One final thing, John Lewis don't actually have an electric blanket made from Alaskan Huskies, I would hate to start something. It just looks like it is. I think.
Friday, 3 November 2017
Chilly autumn days are really here now aren't they? Everything is dripping in the mornings, including the dog by the time he's had his walk. I've spent happy hours wandering the lanes and by the streams around here with dog-owning friends and dog-owning new friends. A nice contrast to the busy time that is everything else. Somehow time slips away when I'm out walking him. Legitimate pootling.
I have a little website for my writing endeavours (daren't call it a business). It was horrible. I found a supposedly wonderful website builder thing and deleted the whole website so as to start again afresh. And then proceeded to spend two and a half days in absolute fury when I discovered that instead of being really simple it was actually ABSOLUTELY FLAMING IMPOSSIBLE. This afternoon I deleted the whole thing again. And then it all got worse and I couldn't find the right bit to start again and I got dangerously near the point of having to be certified. Then the biggest boy came home from school and offered to help. I told him he wouldn't understand it, it was a whole new, different thing and all sorts of tricksy. He had a go anyway. I wandered off to rock and hum to myself a bit. And lo and behold he has put together a couple of pages. Not exactly what I had in mind, but at least it is something and it has brought me back from the edge of madness. Do you think it's possible that the children might actually turn out to be useful? It hadn't occurred to me before, but I'm seeing all sorts of possibilities opening up now. The middle boy made something he was very proud of in Design Technology today, which has me wondering, could he knock me up some bookshelves? A coffee table? A new kitchen?
What I really need for the website are some delightful photos of me. An oxymoron, I know. I have asked the biggest boy to take pictures of me on a couple of occasions and they've been absolutely ghastly. I worked out what was wrong with them in the end, it was the daylight. Too much of it. So much in fact that my face was visible.
I also need to be photographed somewhere, I don't know, edgy. Or booky. Or at least not round the back of the garage which is where I usually go (plain pale wall, daylight, yada, yada, yada). Maybe in a cool café, looking clever while sipping a latte with something fancy on the top of it. Or in an antique book shop, frowning slightly while I study the pages of A Treatise of Human Nature. Or with my head thrown back in laughter as I chat to beautiful people at a conference of clever beautiful people. Obviously the real me will not do at all. Wellies, dog, boys, mud, frightening hair. This is not what people want to entrust their writing projects to at all. It must all be hidden, and a squeaky sanitised version scrubbed up for their delectation. So, that's why I don't have any suitable photos.

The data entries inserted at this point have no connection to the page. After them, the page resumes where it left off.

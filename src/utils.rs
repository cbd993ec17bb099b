//! Utility functions for raster coordinates and frame conversion.

pub mod safe_cast;
#[cfg(feature = "camera")]
pub mod image_conversion;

I do have rather an excellent one that the middle boy took of me. He has fish-eye on his camera and oh, we've had so much fun with it. We have laughed and laughed at the pictures he's taken. My personal favourite, which I think completely captures my essence, is below.
I have a sort of contented serenity about me don't you think? Eyes closed, clearly in the zone. Practically a poster child for mindfulness. If I don't get to have a decorative latte in an artisan café this weekend I shall almost certainly use it on my landing page.
Wishing all a good weekend. CJ xx
PS I could have made it bigger, but you know, enough is probably enough.